Task item
Lines from the start of the data through the line containing "use colored::Colorize;" must be given again exactly. Leave the others out.
#### Dataset records
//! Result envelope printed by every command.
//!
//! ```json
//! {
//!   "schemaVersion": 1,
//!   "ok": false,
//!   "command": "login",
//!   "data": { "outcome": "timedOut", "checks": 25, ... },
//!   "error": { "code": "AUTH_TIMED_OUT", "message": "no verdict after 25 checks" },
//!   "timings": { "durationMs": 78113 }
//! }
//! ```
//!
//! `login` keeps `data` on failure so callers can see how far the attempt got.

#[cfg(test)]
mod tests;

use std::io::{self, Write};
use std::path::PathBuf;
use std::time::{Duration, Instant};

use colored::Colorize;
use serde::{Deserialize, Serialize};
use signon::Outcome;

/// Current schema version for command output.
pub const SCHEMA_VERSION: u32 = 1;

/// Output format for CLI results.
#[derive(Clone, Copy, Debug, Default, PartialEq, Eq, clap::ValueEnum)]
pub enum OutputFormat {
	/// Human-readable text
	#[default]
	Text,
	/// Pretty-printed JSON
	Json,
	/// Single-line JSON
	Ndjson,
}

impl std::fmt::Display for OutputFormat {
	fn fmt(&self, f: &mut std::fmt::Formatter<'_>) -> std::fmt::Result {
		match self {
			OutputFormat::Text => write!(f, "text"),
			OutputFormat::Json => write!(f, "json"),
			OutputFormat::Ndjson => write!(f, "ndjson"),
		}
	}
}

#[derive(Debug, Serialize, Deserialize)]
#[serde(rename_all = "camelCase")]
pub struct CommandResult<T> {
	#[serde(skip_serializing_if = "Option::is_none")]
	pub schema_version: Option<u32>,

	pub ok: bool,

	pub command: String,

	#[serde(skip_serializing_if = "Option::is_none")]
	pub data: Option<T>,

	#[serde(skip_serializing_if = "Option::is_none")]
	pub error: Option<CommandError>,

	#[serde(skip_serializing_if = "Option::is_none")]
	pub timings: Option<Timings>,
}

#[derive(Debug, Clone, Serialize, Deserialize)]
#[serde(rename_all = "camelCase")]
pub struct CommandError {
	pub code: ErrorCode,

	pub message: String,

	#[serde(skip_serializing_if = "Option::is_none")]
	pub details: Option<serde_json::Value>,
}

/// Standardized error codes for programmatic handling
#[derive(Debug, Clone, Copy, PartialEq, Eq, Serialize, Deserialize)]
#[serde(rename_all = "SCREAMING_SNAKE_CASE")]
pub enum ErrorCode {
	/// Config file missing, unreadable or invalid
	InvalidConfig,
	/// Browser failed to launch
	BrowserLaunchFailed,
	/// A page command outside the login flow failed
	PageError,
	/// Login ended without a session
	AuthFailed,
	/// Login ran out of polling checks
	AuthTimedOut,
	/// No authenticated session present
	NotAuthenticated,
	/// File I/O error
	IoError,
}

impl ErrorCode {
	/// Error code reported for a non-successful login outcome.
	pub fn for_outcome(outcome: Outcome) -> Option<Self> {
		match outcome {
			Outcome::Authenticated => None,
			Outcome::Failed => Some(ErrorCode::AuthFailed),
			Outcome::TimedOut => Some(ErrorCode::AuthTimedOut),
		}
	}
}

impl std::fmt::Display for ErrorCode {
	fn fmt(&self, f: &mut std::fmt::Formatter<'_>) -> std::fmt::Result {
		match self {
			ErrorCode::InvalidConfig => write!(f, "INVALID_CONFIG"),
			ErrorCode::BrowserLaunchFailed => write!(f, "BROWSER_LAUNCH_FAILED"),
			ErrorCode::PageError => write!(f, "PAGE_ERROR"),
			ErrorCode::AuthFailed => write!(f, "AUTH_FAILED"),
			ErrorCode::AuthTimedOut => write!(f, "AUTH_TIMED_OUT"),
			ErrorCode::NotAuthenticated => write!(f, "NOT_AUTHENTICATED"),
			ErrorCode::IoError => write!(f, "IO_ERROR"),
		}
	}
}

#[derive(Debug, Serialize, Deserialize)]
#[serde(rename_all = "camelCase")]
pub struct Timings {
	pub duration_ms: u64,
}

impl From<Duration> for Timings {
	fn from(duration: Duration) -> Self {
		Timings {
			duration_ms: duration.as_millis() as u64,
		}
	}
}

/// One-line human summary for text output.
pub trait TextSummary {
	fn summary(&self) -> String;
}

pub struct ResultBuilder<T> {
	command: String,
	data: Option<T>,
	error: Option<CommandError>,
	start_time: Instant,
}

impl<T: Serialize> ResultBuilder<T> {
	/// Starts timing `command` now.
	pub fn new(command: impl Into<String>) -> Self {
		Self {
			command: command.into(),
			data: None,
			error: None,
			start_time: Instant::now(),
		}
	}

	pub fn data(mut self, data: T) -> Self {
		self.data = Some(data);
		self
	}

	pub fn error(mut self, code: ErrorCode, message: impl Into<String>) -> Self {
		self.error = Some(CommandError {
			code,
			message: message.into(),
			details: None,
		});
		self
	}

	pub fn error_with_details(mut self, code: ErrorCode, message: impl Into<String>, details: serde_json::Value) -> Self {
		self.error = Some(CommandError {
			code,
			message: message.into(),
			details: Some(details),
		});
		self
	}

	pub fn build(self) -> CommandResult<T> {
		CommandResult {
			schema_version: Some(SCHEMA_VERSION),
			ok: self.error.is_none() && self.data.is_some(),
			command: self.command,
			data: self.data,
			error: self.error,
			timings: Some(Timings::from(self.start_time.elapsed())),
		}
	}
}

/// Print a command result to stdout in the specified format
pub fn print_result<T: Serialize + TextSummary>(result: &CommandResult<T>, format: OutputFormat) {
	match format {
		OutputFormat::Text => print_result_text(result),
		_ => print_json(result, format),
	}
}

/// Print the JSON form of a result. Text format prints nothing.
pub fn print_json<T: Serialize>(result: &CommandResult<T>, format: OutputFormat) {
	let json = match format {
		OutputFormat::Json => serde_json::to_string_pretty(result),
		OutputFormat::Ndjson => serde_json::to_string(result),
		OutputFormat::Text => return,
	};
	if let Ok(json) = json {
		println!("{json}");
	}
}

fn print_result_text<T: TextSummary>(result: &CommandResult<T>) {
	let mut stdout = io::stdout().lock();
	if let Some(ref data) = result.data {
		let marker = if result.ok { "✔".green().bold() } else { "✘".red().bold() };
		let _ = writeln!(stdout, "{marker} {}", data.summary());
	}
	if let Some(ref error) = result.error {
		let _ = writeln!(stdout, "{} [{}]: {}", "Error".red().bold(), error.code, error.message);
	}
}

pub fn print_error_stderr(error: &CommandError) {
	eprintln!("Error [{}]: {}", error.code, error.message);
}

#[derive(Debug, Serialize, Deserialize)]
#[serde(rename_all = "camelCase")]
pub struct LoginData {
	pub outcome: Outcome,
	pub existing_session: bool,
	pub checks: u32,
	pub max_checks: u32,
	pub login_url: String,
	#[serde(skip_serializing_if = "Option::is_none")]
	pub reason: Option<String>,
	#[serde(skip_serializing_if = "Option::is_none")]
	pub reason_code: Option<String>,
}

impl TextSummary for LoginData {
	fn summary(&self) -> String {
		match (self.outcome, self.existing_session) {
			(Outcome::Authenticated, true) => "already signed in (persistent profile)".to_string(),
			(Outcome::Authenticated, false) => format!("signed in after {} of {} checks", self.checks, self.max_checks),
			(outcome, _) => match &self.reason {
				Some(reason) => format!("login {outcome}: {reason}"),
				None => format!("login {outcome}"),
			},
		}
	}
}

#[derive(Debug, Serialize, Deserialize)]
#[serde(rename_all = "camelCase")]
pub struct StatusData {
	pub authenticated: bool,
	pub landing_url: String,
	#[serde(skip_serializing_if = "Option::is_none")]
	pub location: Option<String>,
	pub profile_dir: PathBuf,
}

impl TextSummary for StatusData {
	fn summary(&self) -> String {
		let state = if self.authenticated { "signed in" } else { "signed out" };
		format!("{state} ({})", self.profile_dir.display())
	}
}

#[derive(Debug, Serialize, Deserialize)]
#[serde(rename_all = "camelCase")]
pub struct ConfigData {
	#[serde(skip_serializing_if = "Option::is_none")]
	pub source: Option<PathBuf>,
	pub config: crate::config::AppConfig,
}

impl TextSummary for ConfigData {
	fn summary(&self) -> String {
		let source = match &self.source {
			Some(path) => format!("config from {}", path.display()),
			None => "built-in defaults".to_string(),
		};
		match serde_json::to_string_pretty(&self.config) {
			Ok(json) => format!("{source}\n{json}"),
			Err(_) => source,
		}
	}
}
########
Result of the exercise
//! Result envelope printed by every command.
//!
//! ```json
//! {
//!   "schemaVersion": 1,
//!   "ok": false,
//!   "command": "login",
//!   "data": { "outcome": "timedOut", "checks": 25, ... },
//!   "error": { "code": "AUTH_TIMED_OUT", "message": "no verdict after 25 checks" },
//!   "timings": { "durationMs": 78113 }
//! }
//! ```
//!
//! `login` keeps `data` on failure so callers can see how far the attempt got.

#[cfg(test)]
mod tests;

use std::io::{self, Write};
use std::path::PathBuf;
use std::time::{Duration, Instant};

use colored::Colorize;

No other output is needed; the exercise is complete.